“Ahr chee!” says Swifty, which is his way of bringin’ in a minority report.
The worst of it was, though, I’m billed to show up at Rockywold for a May party that Sadie and Mrs. Purdy-Pell was pullin’ off, and when I lands there Friday afternoon the jaw sensations was still on the job. I’m feeling about as cheerful and chatty as a Zoo tiger with ingrowin’ toenails. So, after I’ve done the polite handshake, and had a word with Sadie on the fly, I digs out my exercise uniform and makes a sneak down into their dinky little gym., where there’s a first class punchin’ bag that I picked out for Purdy-Pell myself.
You know, I felt like I wanted to hit something, and hit hard. It wa’n’t any idle impulse, either. That tooth was jumpin’ so I could almost feel my heels leave the floor, and I had emotions that it would take more than language to express proper. So I peels off for it, down to a sleeveless jersey and a pair of flannel pants, and starts in to drum out the devil’s tattoo on that pigskin bag.
I was so busy relievin’ my feelin’s that I didn’t notice anything float in the door; but after awhile I looks up and discovers the audience. She’s a young female party that I didn’t remember havin’ seen before at any of the Rockywold doin’s; but it looks like she’s one of the guests, all right.
Well, I hadn’t been introduced, and I couldn’t see what she was buttin’ into the gym. for, anyway, so I keeps right on punchin’ the bag; thinkin’ that if she was shocked any by my costume she’d either get over it, or beat it and have a fit.

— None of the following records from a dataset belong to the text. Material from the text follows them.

impl WgpuDevice {
    /// Creates a device on the default high-performance adapter, blocking
    /// until it is ready.
    pub fn new() -> Result<Self, DeviceError> {
        pollster::block_on(Self::request(wgpu::PowerPreference::HighPerformance))
    }

    pub async fn request(power_preference: wgpu::PowerPreference) -> Result<Self, DeviceError> {
        let instance = wgpu::Instance::default();
        let adapter = instance
            .request_adapter(&wgpu::RequestAdapterOptions {
                power_preference,
                compatible_surface: None,
                force_fallback_adapter: false,
            })
            .await
            .map_err(|e| DeviceError::AdapterRequestFailed(e.to_string()))?;
        Self::from_adapter(&adapter).await
    }

    pub async fn from_adapter(adapter: &wgpu::Adapter) -> Result<Self, DeviceError> {
        let info = adapter.get_info();
        log::info!("Using adapter \"{}\" ({:?})", info.name, info.backend);

        let features = adapter.features() & optional_features();
        let (device, queue) = adapter
            .request_device(&wgpu::DeviceDescriptor {
                label: Some("Prism Device"),
                required_features: features,
                required_limits: adapter.limits(),
                memory_hints: wgpu::MemoryHints::Performance,
                ..Default::default()
            })
            .await
            .map_err(|e| DeviceError::DeviceCreateFailed(e.to_string()))?;

        let capabilities = DeviceCapabilities {
            compute: adapter
                .get_downlevel_capabilities()
                .flags
                .contains(wgpu::DownlevelFlags::COMPUTE_SHADERS),
            geometry_stage: false,
            max_samples: max_samples(adapter),
        };
        Ok(Self::from_parts(device, queue, features, capabilities))
    }

    /// Wraps an existing device, e.g. one shared with a windowing layer.
    #[must_use]
    pub fn from_parts(
        device: wgpu::Device,
        queue: wgpu::Queue,
        features: wgpu::Features,
        capabilities: DeviceCapabilities,
    ) -> Self {
        device.on_uncaptured_error(std::sync::Arc::new(|e| {
            log::error!("wgpu error: {e}");
        }));
        log::info!("wgpu device ready ({capabilities:?})");

        let linear_sampler = device.create_sampler(&wgpu::SamplerDescriptor {
            label: Some("Prism Linear Sampler"),
            address_mode_u: wgpu::AddressMode::Repeat,
            address_mode_v: wgpu::AddressMode::Repeat,
            address_mode_w: wgpu::AddressMode::Repeat,
            mag_filter: wgpu::FilterMode::Linear,
            min_filter: wgpu::FilterMode::Linear,
            ..Default::default()
        });
        let nearest_sampler = device.create_sampler(&wgpu::SamplerDescriptor {
            label: Some("Prism Nearest Sampler"),
            ..Default::default()
        });

        Self {
            placeholders: Placeholders::new(&device),
            device,
            queue,
            features,
            capabilities,
            next_handle: 0,
            textures: FxHashMap::default(),
            buffers: FxHashMap::default(),
            programs: FxHashMap::default(),
            framebuffers: FxHashMap::default(),
            shader_modules: FxHashMap::default(),
            pipelines: PipelineCache::default(),
            linear_sampler,
            nearest_sampler,
            encoder: None,
            pass: None,
            current_program: None,
            render_state: RenderState::default(),
            viewport: UVec2::ZERO,
            bindings: Bindings::default(),
        }
    }

    pub fn device(&self) -> &wgpu::Device {
        &self.device
    }

    pub fn queue(&self) -> &wgpu::Queue {
        &self.queue
    }

    /// The wgpu texture behind a handle, for presenting or copying it.
    pub fn texture(&self, texture: TextureId) -> Option<&wgpu::Texture> {
        self.textures.get(&texture).map(|t| &t.texture)
    }

    fn next_handle(&mut self) -> u32 {
        self.next_handle += 1;
        self.next_handle
    }

    /// Submits everything recorded so far.
    fn submit(&mut self) {
        if self.pass.is_some() {
            self.end_render_pass();
        }
        if let Some(encoder) = self.encoder.take() {
            self.queue.submit(std::iter::once(encoder.finish()));
        }
    }

    // ── Programs ─────────────────────────────────────────────────────────────

    /// Compiles one prepared stage, sharing modules with identical source.
    fn shader_module(&mut self, stage: &PreparedStage) -> Result<CachedModule, CompileError> {
        let hash = xxh3_128_with_seed(stage.source.as_bytes(), stage.stage as u64);
        if let Some((module, references)) = self.shader_modules.get_mut(&hash) {
            *references += 1;
            return Ok(CachedModule {
                hash,
                module: module.clone(),
            });
        }

        let naga_stage = match stage.stage {
            ShaderStage::Vertex => wgpu::naga::ShaderStage::Vertex,
            ShaderStage::Fragment => wgpu::naga::ShaderStage::Fragment,
            ShaderStage::Compute | ShaderStage::Geometry => wgpu::naga::ShaderStage::Compute,
        };
        let label = format!("Prism {} stage", stage.stage);
        let module = self.device.create_shader_module(wgpu::ShaderModuleDescriptor {
            label: Some(&label),
            source: wgpu::ShaderSource::Glsl {
                shader: Cow::Borrowed(&stage.source),
                stage: naga_stage,
                defines: Default::default(),
            },
        });

        let info = pollster::block_on(module.get_compilation_info());
        let errors: Vec<String> = info
            .messages
            .iter()
            .filter(|m| matches!(m.message_type, wgpu::CompilationMessageType::Error))
            .map(|m| {
                let line = m
                    .location
                    .map_or(0, |location| stage.original_line(location.line_number));
                format!("ERROR: 0:{line}: {}", m.message)
            })
            .collect();
        if !errors.is_empty() {
            return Err(CompileError::new(stage.stage, errors.join("\n")));
        }

        self.shader_modules.insert(hash, (module.clone(), 1));
        Ok(CachedModule { hash, module })
    }

    fn release_module(&mut self, hash: u128) {
        if let Some((_, references)) = self.shader_modules.get_mut(&hash) {
            *references -= 1;
            if *references == 0 {
                self.shader_modules.remove(&hash);
            }
        }
    }

    // ── Frame recording ──────────────────────────────────────────────────────

    fn target_info(&self, framebuffer: FramebufferId) -> Option<TargetInfo> {
        let framebuffer = self.framebuffers.get(&framebuffer)?;
        if !framebuffer.status.is_complete() {
            return None;
        }
        let attachment = |id: &TextureId| {
            self.textures
                .get(id)
                .map(|t| (t.view.clone(), texture_format(t.format), t.size, t.samples))
        };

        let mut size = UVec2::ZERO;
        let mut samples = 1;
        let mut colors = SmallVec::new();
        for slot in &framebuffer.colors {
            colors.push(match slot {
                Some(id) => {
                    let (view, format, texture_size, texture_samples) = attachment(id)?;
                    size = texture_size;
                    samples = texture_samples;
                    Some((view, format))
                }
                None => None,
            });
        }
        let depth = match &framebuffer.depth_stencil {
            Some(id) => {
                let (view, format, texture_size, texture_samples) = attachment(id)?;
                size = texture_size;
                samples = texture_samples;
                Some((view, format))
            }
            None => None,
        };

        Some(TargetInfo {
            colors,
            depth,
            samples,
            size,
        })
    }

    fn prepare_draw(&mut self, target: &TargetInfo, draw: &RecordedDraw) -> Option<PreparedDraw> {
        let triangles = matches!(
            draw.call.topology,
            PrimitiveTopology::TriangleList | PrimitiveTopology::TriangleStrip
        );
        if draw.call.vertex_count == 0
            || (triangles && draw.state.cull && draw.state.cull_face == CullFace::FrontAndBack)
        {
            return None;
        }

        let Some(program) = self.programs.get(&draw.program) else {
            log::warn!("Draw with a destroyed program");
            return None;
        };
        let key = PipelineKey {
            program: draw.program,
            state: StateKey::from(&draw.state),
            colors: target.colors.iter().map(|c| c.as_ref().map(|(_, f)| *f)).collect(),
            depth: target.depth.as_ref().map(|(_, f)| *f),
            samples: target.samples,
            topology: draw.call.topology,
        };
        let pipeline = self
            .pipelines
            .get_or_create(&self.device, self.features, key, program)?;

        let vertex_buffer = if program.layout.vertex_inputs.is_empty() {
            None
        } else {
            let Some(buffer) = draw.call.vertex_buffer.and_then(|b| self.buffers.get(&b)) else {
                log::warn!("Program expects vertex inputs but the draw has no vertex buffer");
                return None;
            };
            Some(buffer.clone())
        };
        let bind_groups = self.bind_groups(program, &draw.uniforms, &draw.bindings)?;

        let viewport = if draw.viewport == UVec2::ZERO {
            target.size
        } else {
            draw.viewport.min(target.size)
        };
        Some(PreparedDraw {
            pipeline,
            bind_groups,
            vertex_buffer,
            viewport,
            blend_constant: draw.state.blend_constant,
            stencil_reference: draw.state.stencil_reference,
            vertex_count: draw.call.vertex_count,
            instance_count: draw.call.instance_count.unwrap_or(1),
        })
    }

    /// Builds the four bind groups of a draw or dispatch. Returns `None` when
    /// a block or image the program declares has nothing bound.
    fn bind_groups(
        &self,
        program: &GpuProgram,
        uniforms: &[u8],
        bindings: &Bindings,
    ) -> Option<Vec<wgpu::BindGroup>> {
        let layout = &program.layout;

        let globals = (layout.uniform_size > 0).then(|| {
            let buffer = self.device.create_buffer(&wgpu::BufferDescriptor {
                label: Some("Prism Globals"),
                size: layout.uniform_size,
                usage: wgpu::BufferUsages::UNIFORM | wgpu::BufferUsages::COPY_DST,
                mapped_at_creation: false,
            });
            self.queue.write_buffer(&buffer, 0, uniforms);
            buffer
        });

        let mut sets: [Vec<wgpu::BindGroupEntry<'_>>; 4] = Default::default();
        if let Some(buffer) = &globals {
            sets[0].push(wgpu::BindGroupEntry {
                binding: 0,
                resource: buffer.as_entire_binding(),
            });
        }
        for block in &layout.uniform_blocks {
            let buffer = self.bound_buffer(&bindings.uniform_buffers, &block.name, block.slot)?;
            sets[0].push(wgpu::BindGroupEntry {
                binding: block.slot + 1,
                resource: buffer.as_entire_binding(),
            });
        }

        for sampler in &layout.samplers {
            let bound = bindings
                .textures
                .get(&sampler.slot)
                .and_then(|id| self.textures.get(id))
                .filter(|t| t.kind == sampler.kind && t.samples == 1);
            let view = match bound {
                Some(texture) => &texture.view,
                None if sampler.sample == SampleKind::Float => self.placeholders.view(sampler.kind),
                None => {
                    log::warn!("No texture bound to integer sampler '{}'", sampler.name);
                    return None;
                }
            };
            let filter = if sampler.sample == SampleKind::Float {
                &self.linear_sampler
            } else {
                &self.nearest_sampler
            };
            sets[1].push(wgpu::BindGroupEntry {
                binding: sampler.slot * 2,
                resource: wgpu::BindingResource::TextureView(view),
            });
            sets[1].push(wgpu::BindGroupEntry {
                binding: sampler.slot * 2 + 1,
                resource: wgpu::BindingResource::Sampler(filter),
            });
        }

        for block in &layout.storage_blocks {
            let buffer = self.bound_buffer(&bindings.storage_buffers, &block.name, block.slot)?;
            sets[2].push(wgpu::BindGroupEntry {
                binding: block.slot,
                resource: buffer.as_entire_binding(),
            });
        }

        for image in &layout.images {
            let Some(texture) = bindings
                .images
                .get(&image.slot)
                .and_then(|id| self.textures.get(id))
                .filter(|t| t.format == image.format && t.kind == image.kind)
            else {
                log::warn!("No matching image bound to '{}'", image.name);
                return None;
            };
            sets[3].push(wgpu::BindGroupEntry {
                binding: image.slot,
                resource: wgpu::BindingResource::TextureView(&texture.view),
            });
        }

        Some(
            sets.iter()
                .zip(&program.bind_group_layouts)
                .map(|(entries, layout)| {
                    self.device.create_bind_group(&wgpu::BindGroupDescriptor {
                        label: None,
                        layout,
                        entries,
                    })
                })
                .collect(),
        )
    }

    fn bound_buffer(
        &self,
        slots: &FxHashMap<u32, BufferId>,
        name: &str,
        slot: u32,
    ) -> Option<&wgpu::Buffer> {
        let buffer = slots.get(&slot).and_then(|id| self.buffers.get(id));
        if buffer.is_none() {
            log::warn!("No buffer bound to block '{name}' (slot {slot})");
        }
        buffer
    }
}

She’s one of the kind you might expect ’most anything from,—one of these long, limp, loppy, droop eyed fluffs, with terracotta hair, and a prunes-and-prisms mouth all puckered to say something soulful. She’s wearin’ a whackin’ big black feather lid with a long plume trailin’ down over one ear, a strawb’ry pink dress cut accordin’ to Louis Catorz designs,—waist band under her armpits, you know,—and nineteen-button length gloves. Finish that off with a white hen feather boa, have her hands clasped real shy under her chin, and you’ve got a picture of what I sees there in the door. But it was the friendly size-up she was givin’ me, and no mistake. She must have hung up there three or four minutes too, before she quits, without sayin’ a word.
At the end of half an hour I was feelin’ some better; but when I’d got into my tailor made, I didn’t have any great enthusiasm for tacklin’ food.

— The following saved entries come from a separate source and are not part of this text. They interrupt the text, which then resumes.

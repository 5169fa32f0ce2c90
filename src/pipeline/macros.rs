/// A `#define` injected into every stage of a pass.
#[derive(Debug, Clone, PartialEq, Eq, Hash)]
pub struct ShaderMacro {
    pub name: String,
    pub value: String,
    /// Inactive macros stay in the list but are not injected.
    pub active: bool,
}

impl ShaderMacro {
    #[must_use]
    pub fn new(name: impl Into<String>, value: impl Into<String>) -> Self {
        Self {
            name: name.into(),
            value: value.into(),
            active: true,
        }
    }

    /// The `#define` line for this macro, without a trailing newline.
    #[must_use]
    pub fn define_line(&self) -> String {
        if self.value.is_empty() {
            format!("#define {}", self.name)
        } else {
            format!("#define {} {}", self.name, self.value)
        }
    }
}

“Guess I’ll appoint this a special fast day for mine,” says I to Sadie.
“Why, Shorty!” says she. “Whatever is the matter?” And she has no sooner heard about the touchy tusk than she says, “Oh, pooh! Just say there isn’t any such thing as toothache. Pain, you know, is only a false mental photograph, an error of the mind, and——”
“Ah, back up, Sadie!” says I. “Do you dream I don’t know whether this jump is in my brain or my jaw? This is no halftone; it’s the real thing.”